*Exercise*.
Within the listing below, how many lines hold the string "Mission"? Only the number should be given.

*** Block opens ***

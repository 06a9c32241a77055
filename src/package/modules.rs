//! Runtime module views over a loaded package.
//!
//! A [`ModuleBundle`] is what the engine actually swaps in: the dictionary,
//! connection-cost, and segmenter views, all backed by the same shared
//! [`DataManager`] mapping. Views hold offset spans rather than borrowed
//! slices, so the bundle is `Send + Sync` and moves freely between the build
//! worker and the consuming session threads.

use std::ops::Range;
use std::sync::Arc;

use super::error::PackageError;
use super::manager::DataManager;
use crate::request::EngineType;

/// Name of the section holding the system dictionary image.
pub const DICTIONARY_SECTION: &str = "dictionary";
/// Name of the section holding the connection cost matrix.
pub const CONNECTION_SECTION: &str = "connection";
/// Name of the section holding the segmenter tables.
pub const SEGMENTER_SECTION: &str = "segmenter";

/// Predictor wired downstream of a loaded bundle.
#[derive(Debug, Clone, Copy, PartialEq, Eq)]
pub enum PredictorKind {
    /// Conversion-oriented predictor used by the desktop engine.
    Default,
    /// Prediction-heavy predictor used by the mobile engine.
    Mobile,
}

/// System dictionary view.
#[derive(Debug, Clone)]
pub struct Dictionary {
    manager: Arc<DataManager>,
    span: Range<usize>,
}

impl Dictionary {
    /// Raw dictionary image.
    pub fn data(&self) -> &[u8] {
        &self.manager.image()[self.span.clone()]
    }

    /// Size of the dictionary image in bytes.
    pub fn len(&self) -> usize {
        self.span.len()
    }

    /// Returns true if the dictionary section is empty.
    pub fn is_empty(&self) -> bool {
        self.span.is_empty()
    }
}

/// Connection cost matrix view.
#[derive(Debug, Clone)]
pub struct Connector {
    manager: Arc<DataManager>,
    span: Range<usize>,
}

impl Connector {
    /// Raw connection matrix image.
    pub fn data(&self) -> &[u8] {
        &self.manager.image()[self.span.clone()]
    }
}

/// Segmenter table view.
#[derive(Debug, Clone)]
pub struct Segmenter {
    manager: Arc<DataManager>,
    span: Range<usize>,
}

impl Segmenter {
    /// Raw segmenter table image.
    pub fn data(&self) -> &[u8] {
        &self.manager.image()[self.span.clone()]
    }
}

/// The full set of runtime modules materialized from one package.
#[derive(Debug, Clone)]
pub struct ModuleBundle {
    engine_type: EngineType,
    data_manager: Arc<DataManager>,
    dictionary: Dictionary,
    connector: Connector,
    segmenter: Segmenter,
}

impl ModuleBundle {
    /// Builds the module views over `manager`.
    ///
    /// Fails if any of the required module sections is absent from the
    /// package.
    pub fn new(manager: Arc<DataManager>, engine_type: EngineType) -> Result<Self, PackageError> {
        let span = |name: &'static str| {
            manager
                .section_span(name)
                .ok_or(PackageError::MissingSection(name))
        };

        let dictionary = Dictionary {
            manager: Arc::clone(&manager),
            span: span(DICTIONARY_SECTION)?,
        };
        let connector = Connector {
            manager: Arc::clone(&manager),
            span: span(CONNECTION_SECTION)?,
        };
        let segmenter = Segmenter {
            manager: Arc::clone(&manager),
            span: span(SEGMENTER_SECTION)?,
        };

        Ok(Self {
            engine_type,
            data_manager: manager,
            dictionary,
            connector,
            segmenter,
        })
    }

    /// The data manager backing every view in this bundle.
    pub fn data_manager(&self) -> &DataManager {
        &self.data_manager
    }

    /// Engine flavor this bundle was materialized for.
    pub fn engine_type(&self) -> EngineType {
        self.engine_type
    }

    /// Predictor selected by the engine flavor.
    pub fn predictor_kind(&self) -> PredictorKind {
        match self.engine_type {
            EngineType::Desktop => PredictorKind::Default,
            EngineType::Mobile => PredictorKind::Mobile,
        }
    }

    /// System dictionary view.
    pub fn dictionary(&self) -> &Dictionary {
        &self.dictionary
    }

    /// Connection cost view.
    pub fn connector(&self) -> &Connector {
        &self.connector
    }

    /// Segmenter view.
    pub fn segmenter(&self) -> &Segmenter {
        &self.segmenter
    }
}

#[cfg(test)]
mod tests {
    use super::*;
    use crate::package::writer::PackageWriter;

    const MAGIC: &[u8] = b"YMKT";

    fn mapped_package(dir: &tempfile::TempDir) -> Arc<DataManager> {
        let path = dir.path().join("engine.data");
        let mut writer = PackageWriter::new(MAGIC);
        writer
            .add_section("version", b"1.0.0")
            .add_section(DICTIONARY_SECTION, b"dict-image")
            .add_section(CONNECTION_SECTION, b"conn-image")
            .add_section(SEGMENTER_SECTION, b"segm-image");
        writer.write_to(&path).unwrap();
        Arc::new(DataManager::from_file(path.to_str().unwrap(), MAGIC).unwrap())
    }

    #[test]
    fn test_bundle_exposes_module_data() {
        let dir = tempfile::tempdir().unwrap();
        let bundle = ModuleBundle::new(mapped_package(&dir), EngineType::Desktop).unwrap();

        assert_eq!(bundle.dictionary().data(), b"dict-image");
        assert_eq!(bundle.connector().data(), b"conn-image");
        assert_eq!(bundle.segmenter().data(), b"segm-image");
        assert_eq!(bundle.dictionary().len(), b"dict-image".len());
        assert!(!bundle.dictionary().is_empty());
    }

    #[test]
    fn test_predictor_follows_engine_type() {
        let dir = tempfile::tempdir().unwrap();
        let manager = mapped_package(&dir);

        let desktop = ModuleBundle::new(Arc::clone(&manager), EngineType::Desktop).unwrap();
        assert_eq!(desktop.predictor_kind(), PredictorKind::Default);

        let mobile = ModuleBundle::new(manager, EngineType::Mobile).unwrap();
        assert_eq!(mobile.predictor_kind(), PredictorKind::Mobile);
    }

    #[test]
    fn test_missing_module_section_is_rejected() {
        let dir = tempfile::tempdir().unwrap();
        let path = dir.path().join("no_dict.data");
        let mut writer = PackageWriter::new(MAGIC);
        writer
            .add_section("version", b"1.0.0")
            .add_section(CONNECTION_SECTION, b"conn")
            .add_section(SEGMENTER_SECTION, b"segm");
        writer.write_to(&path).unwrap();

        let manager =
            Arc::new(DataManager::from_file(path.to_str().unwrap(), MAGIC).unwrap());
        let result = ModuleBundle::new(manager, EngineType::Desktop);
        assert!(matches!(
            result,
            Err(PackageError::MissingSection(DICTIONARY_SECTION))
        ));
    }

    #[test]
    fn test_bundle_version_matches_manager() {
        let dir = tempfile::tempdir().unwrap();
        let bundle = ModuleBundle::new(mapped_package(&dir), EngineType::Desktop).unwrap();
        assert_eq!(bundle.data_manager().data_version(), "1.0.0");
    }
}
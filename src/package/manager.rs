//! Memory-mapped access to a loaded data package.
//!
//! The [`DataManager`] owns the mapping for one package file and exposes the
//! parsed section table over it. The mapping is immutable after
//! construction, so a manager can be shared freely across threads behind an
//! `Arc`.

use std::fs::File;
use std::ops::Range;

use memmap2::Mmap;
use tracing::debug;

use super::error::{LoadError, PackageError};
use super::reader::PackageReader;

/// Name of the section holding the package's data version string.
pub const VERSION_SECTION: &str = "version";

/// Runtime view over one validated, memory-mapped package file.
#[derive(Debug)]
pub struct DataManager {
    mmap: Mmap,
    filename: Option<String>,
    data_version: String,
    sections: Vec<(String, Range<usize>)>,
}

impl DataManager {
    /// Opens, maps, and validates the package at `path`.
    ///
    /// Open and map failures (missing file, unreadable file, zero-length
    /// file) are reported as [`LoadError::Mmap`]; anything wrong with the
    /// mapped content, including a magic mismatch, is [`LoadError::Broken`].
    pub fn from_file(path: &str, magic: &[u8]) -> Result<Self, LoadError> {
        let file = File::open(path).map_err(|source| LoadError::Mmap {
            path: path.to_string(),
            source,
        })?;
        // SAFETY: published package files are immutable; nothing rewrites a
        // package in place while an engine holds it mapped.
        let mmap = unsafe { Mmap::map(&file) }.map_err(|source| LoadError::Mmap {
            path: path.to_string(),
            source,
        })?;

        let broken = |source: PackageError| LoadError::Broken {
            path: path.to_string(),
            source,
        };

        let reader = PackageReader::parse(&mmap, magic).map_err(broken)?;

        let version_bytes = reader
            .section(VERSION_SECTION)
            .ok_or_else(|| broken(PackageError::MissingSection(VERSION_SECTION)))?;
        let data_version = std::str::from_utf8(version_bytes)
            .map_err(|_| broken(PackageError::InvalidVersion))?
            .to_string();

        // Section payloads borrow from the mapping; keep them as offset
        // ranges so the manager can own both.
        let base = mmap.as_ptr() as usize;
        let sections: Vec<(String, Range<usize>)> = reader
            .sections()
            .map(|(name, data)| {
                let start = data.as_ptr() as usize - base;
                (name.to_string(), start..start + data.len())
            })
            .collect();

        debug!(
            path,
            version = %data_version,
            sections = sections.len(),
            "mapped data package"
        );

        Ok(Self {
            mmap,
            filename: Some(path.to_string()),
            data_version,
            sections,
        })
    }

    /// Data version string embedded in the package.
    pub fn data_version(&self) -> &str {
        &self.data_version
    }

    /// Path the package was loaded from.
    pub fn filename(&self) -> Option<&str> {
        self.filename.as_deref()
    }

    /// Payload of the named section, if the package carries it.
    pub fn section(&self, name: &str) -> Option<&[u8]> {
        self.sections
            .iter()
            .find(|(section_name, _)| section_name == name)
            .map(|(_, range)| &self.mmap[range.clone()])
    }

    /// Offset range of the named section within the image.
    pub(crate) fn section_span(&self, name: &str) -> Option<Range<usize>> {
        self.sections
            .iter()
            .find(|(section_name, _)| section_name == name)
            .map(|(_, range)| range.clone())
    }

    /// The full mapped image.
    pub fn image(&self) -> &[u8] {
        &self.mmap
    }
}
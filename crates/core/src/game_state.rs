//! Game state module - manages the complete game state
//!
//! This module ties together all core components: board, pieces, randomizer,
//! scoring, lock delay and the force meter. It owns the session lifecycle
//! and turns player intents and elapsed time into state changes.

use crate::board::Board;
use crate::config::EngineConfig;
use crate::events::EventLog;
use crate::force::ForceMeter;
use crate::lock_delay::LockDelay;
use crate::outcome::{DropOutcome, ForceOutcome, HardDropOutcome, LockOutcome, TickOutcome};
use crate::pieces::{try_rotate, Tetromino};
use crate::rng::{PieceQueue, RandomSource, SimpleRng};
use crate::scoring::{
    calculate_clear_charge, calculate_drop_score, calculate_force_blast_bonus, calculate_level,
    calculate_score, calculate_tspin_no_line_score, get_drop_interval_ms, rank_for, ScoreResult,
};
use crate::snapshot::{PieceSnapshot, PublicState};
use crate::types::*;

/// Diagonal neighbours of a T piece's centre, checked for spins
const T_CORNERS: [(i8, i8); 4] = [(-1, -1), (1, -1), (-1, 1), (1, 1)];

const SPAWN_DEFEAT: &str = "Mission failed. The fleet was overrun.";
const HOLD_DEFEAT: &str = "Hold dock overloaded. Mission failed.";

/// Complete game state
#[derive(Debug, Clone)]
pub struct GameState<R = SimpleRng> {
    config: EngineConfig,
    board: Board,
    active: Option<Tetromino>,
    hold: Option<PieceKind>,
    can_hold: bool,
    piece_queue: PieceQueue<R>,
    status: SessionStatus,
    score: u32,
    lines: u32,
    level: u32,
    combo: i32,
    back_to_back: bool,
    /// Spin marker of the most recent lock
    last_spin: Option<SpinKind>,
    last_action_was_rotate: bool,
    lock_delay: LockDelay,
    gravity_ms: u32,
    force: ForceMeter,
    events: EventLog,
}

impl GameState<SimpleRng> {
    /// Create a new standard-rules game with the given RNG seed
    pub fn new(seed: u32) -> Self {
        Self::with_config(EngineConfig::default(), seed)
    }

    pub fn with_config(config: EngineConfig, seed: u32) -> Self {
        Self::with_random(config, SimpleRng::new(seed))
    }
}
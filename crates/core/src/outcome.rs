//! Structured results of player intents and ticks
//!
//! Nothing in the rules engine is an error: an intent that cannot happen
//! reports `moved`/`used`/`locked == false` and leaves the state untouched.

use serde::Serialize;

use crate::board::ClearedRows;
use crate::types::SpinKind;

/// What a lock did
#[derive(Debug, Clone, PartialEq, Eq, Default, Serialize)]
#[serde(rename_all = "camelCase")]
pub struct LockOutcome {
    /// Original indices of the cleared rows, bottom row first
    pub cleared_rows: ClearedRows,
    /// Whether the next piece could be placed; false means defeat
    pub spawned: bool,
    pub spin: Option<SpinKind>,
}

impl LockOutcome {
    pub fn cleared_count(&self) -> usize {
        self.cleared_rows.len()
    }
}

/// Result of a soft drop step
#[derive(Debug, Clone, Copy, PartialEq, Eq, Default, Serialize)]
pub struct DropOutcome {
    pub moved: bool,
    /// Always false: a blocked soft drop arms the lock delay instead
    pub locked: bool,
}

/// Result of a hard drop
#[derive(Debug, Clone, PartialEq, Eq, Default, Serialize)]
pub struct HardDropOutcome {
    /// Rows fallen before locking
    pub distance: u32,
    pub locked: bool,
    pub lock: Option<LockOutcome>,
}

/// Result of advancing time
#[derive(Debug, Clone, PartialEq, Eq, Default, Serialize)]
pub struct TickOutcome {
    /// Gravity moved the piece at least one row
    pub moved: bool,
    /// The lock delay ran out and the piece locked
    pub locked: bool,
    pub lock: Option<LockOutcome>,
}

/// Result of firing the Force ability
#[derive(Debug, Clone, Copy, PartialEq, Eq, Default, Serialize)]
#[serde(rename_all = "camelCase")]
pub struct ForceOutcome {
    pub used: bool,
    /// Row removed by the blast, if the board had any filled cell
    pub cleared_row: Option<usize>,
    pub score_bonus: u32,
}
//! Core game logic module - pure, deterministic, and testable
//!
//! This crate contains the Force Tetris rules engine: board, pieces,
//! randomizer, scoring, lock delay, hold and the Force ability. It has no
//! dependencies on rendering, input devices, networking or clocks, making it:
//!
//! - **Deterministic**: Same seed (or injected random source) produces identical games
//! - **Testable**: Every rule is reachable through plain method calls
//! - **Portable**: Can run in any host (terminal, browser bridge, headless bot)
//!
//! # Module Structure
//!
//! - [`board`]: 10x20 board with collision detection, line clearing and row removal
//! - [`pieces`]: Tetromino shape matrices and SRS rotation with wall kicks
//! - [`rng`]: Random sources and the 7-bag piece queue
//! - [`scoring`]: Line, spin, combo, back-to-back, speed curve, force charge and ranks
//! - [`lock_delay`]: Grounded-piece countdown with a reset budget
//! - [`force`]: The Force meter
//! - [`events`]: Bounded narrative event log
//! - [`game_state`]: Session lifecycle, intents, tick and the lock sequence
//! - [`snapshot`]: Public state handed to collaborators
//! - [`config`]: Per-session tunables loaded from JSON
//!
//! # Game Rules
//!
//! - **7-Bag Randomizer**: Every run of seven pieces holds each kind exactly once
//! - **SRS Rotation**: Guideline wall kicks for all pieces; O never rotates
//! - **Lock Delay**: 500ms before a grounded piece locks, with 15 move/rotate resets
//! - **Hold**: Store one piece for later use (once per lock)
//! - **T-Spin Detection**: 3-corner rule after a rotation
//! - **Force**: Drops and clears charge a meter; a full meter erases the fullest row
//! - **Modes**: Standard, or Empire with an 18% faster gravity curve
//!
//! # Example
//!
//! ```
//! use force_tetris_core::GameState;
//! use force_tetris_types::GameAction;
//!
//! // Create and start a game
//! let mut game = GameState::new(12345);
//! game.start(None);
//!
//! // Apply game actions
//! game.apply_action(GameAction::MoveRight);
//! game.apply_action(GameAction::RotateCw);
//! game.apply_action(GameAction::HardDrop);
//!
//! // Check game state
//! assert!(game.score() > 0); // Hard drop awards points
//! ```
//!
//! # Timing
//!
//! The engine never reads a clock. The host calls
//! [`GameState::tick`](game_state::GameState::tick) with elapsed milliseconds,
//! typically every 16ms.
//! - **Gravity**: 800ms per row at level 1, down to 33ms at level 20
//! - **Lock Delay**: counts down only while the piece rests

pub mod board;
pub mod config;
pub mod events;
pub mod force;
pub mod game_state;
pub mod lock_delay;
pub mod outcome;
pub mod pieces;
pub mod rng;
pub mod scoring;
pub mod snapshot;

pub use force_tetris_types as types;

// Re-export commonly used types for convenience
pub use board::Board;
pub use config::EngineConfig;
pub use events::EventLog;
pub use force::ForceMeter;
pub use game_state::GameState;
pub use lock_delay::LockDelay;
pub use outcome::{DropOutcome, ForceOutcome, HardDropOutcome, LockOutcome, TickOutcome};
pub use pieces::{try_rotate, ShapeMatrix, Tetromino};
pub use rng::{FnRandom, PieceQueue, RandRandom, RandomSource, SimpleRng};
pub use scoring::{calculate_drop_score, calculate_score, ScoreResult};
pub use snapshot::{PieceSnapshot, PublicState};
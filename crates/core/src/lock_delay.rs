//! Lock delay sub-state
//!
//! A piece that comes to rest does not lock at once: the delay is armed and
//! counts down through `tick`. Successful moves and rotations restart the
//! countdown, but only a limited number of times per piece.

use serde::Serialize;

#[derive(Debug, Clone, Copy, PartialEq, Eq, Hash, Default, Serialize)]
#[serde(tag = "state", rename_all = "lowercase")]
pub enum LockDelay {
    /// Piece is airborne (or nothing is active)
    #[default]
    Inactive,
    /// Piece is resting; locks when `remaining_ms` runs out
    Active {
        remaining_ms: u32,
        /// Restarts used for this piece
        resets: u8,
    },
}

impl LockDelay {
    pub fn is_active(&self) -> bool {
        matches!(self, LockDelay::Active { .. })
    }

    /// Start the countdown with no resets used. No-op when already armed.
    pub fn arm(&mut self, delay_ms: u32) {
        if !self.is_active() {
            *self = LockDelay::Active {
                remaining_ms: delay_ms,
                resets: 0,
            };
        }
    }

    pub fn disarm(&mut self) {
        *self = LockDelay::Inactive;
    }

    /// Restart the countdown after a successful move or rotation.
    ///
    /// Returns true if the timer was restarted; false when inactive or the
    /// reset limit is used up.
    pub fn refresh(&mut self, delay_ms: u32, limit: u8) -> bool {
        match self {
            LockDelay::Active {
                remaining_ms,
                resets,
            } if *resets < limit => {
                *remaining_ms = delay_ms;
                *resets += 1;
                true
            }
            _ => false,
        }
    }

    /// Count down by `elapsed_ms`; returns the time left (0 when inactive)
    pub fn advance(&mut self, elapsed_ms: u32) -> u32 {
        match self {
            LockDelay::Active { remaining_ms, .. } => {
                *remaining_ms = remaining_ms.saturating_sub(elapsed_ms);
                *remaining_ms
            }
            LockDelay::Inactive => 0,
        }
    }

    /// Armed and either expired or out of resets
    pub fn should_lock(&self, limit: u8) -> bool {
        match *self {
            LockDelay::Active {
                remaining_ms,
                resets,
            } => remaining_ms == 0 || resets >= limit,
            LockDelay::Inactive => false,
        }
    }

    pub fn remaining_ms(&self) -> u32 {
        match *self {
            LockDelay::Active { remaining_ms, .. } => remaining_ms,
            LockDelay::Inactive => 0,
        }
    }

    pub fn resets(&self) -> u8 {
        match *self {
            LockDelay::Active { resets, .. } => resets,
            LockDelay::Inactive => 0,
        }
    }
}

*** Block closes ***

*Exercise response*.
2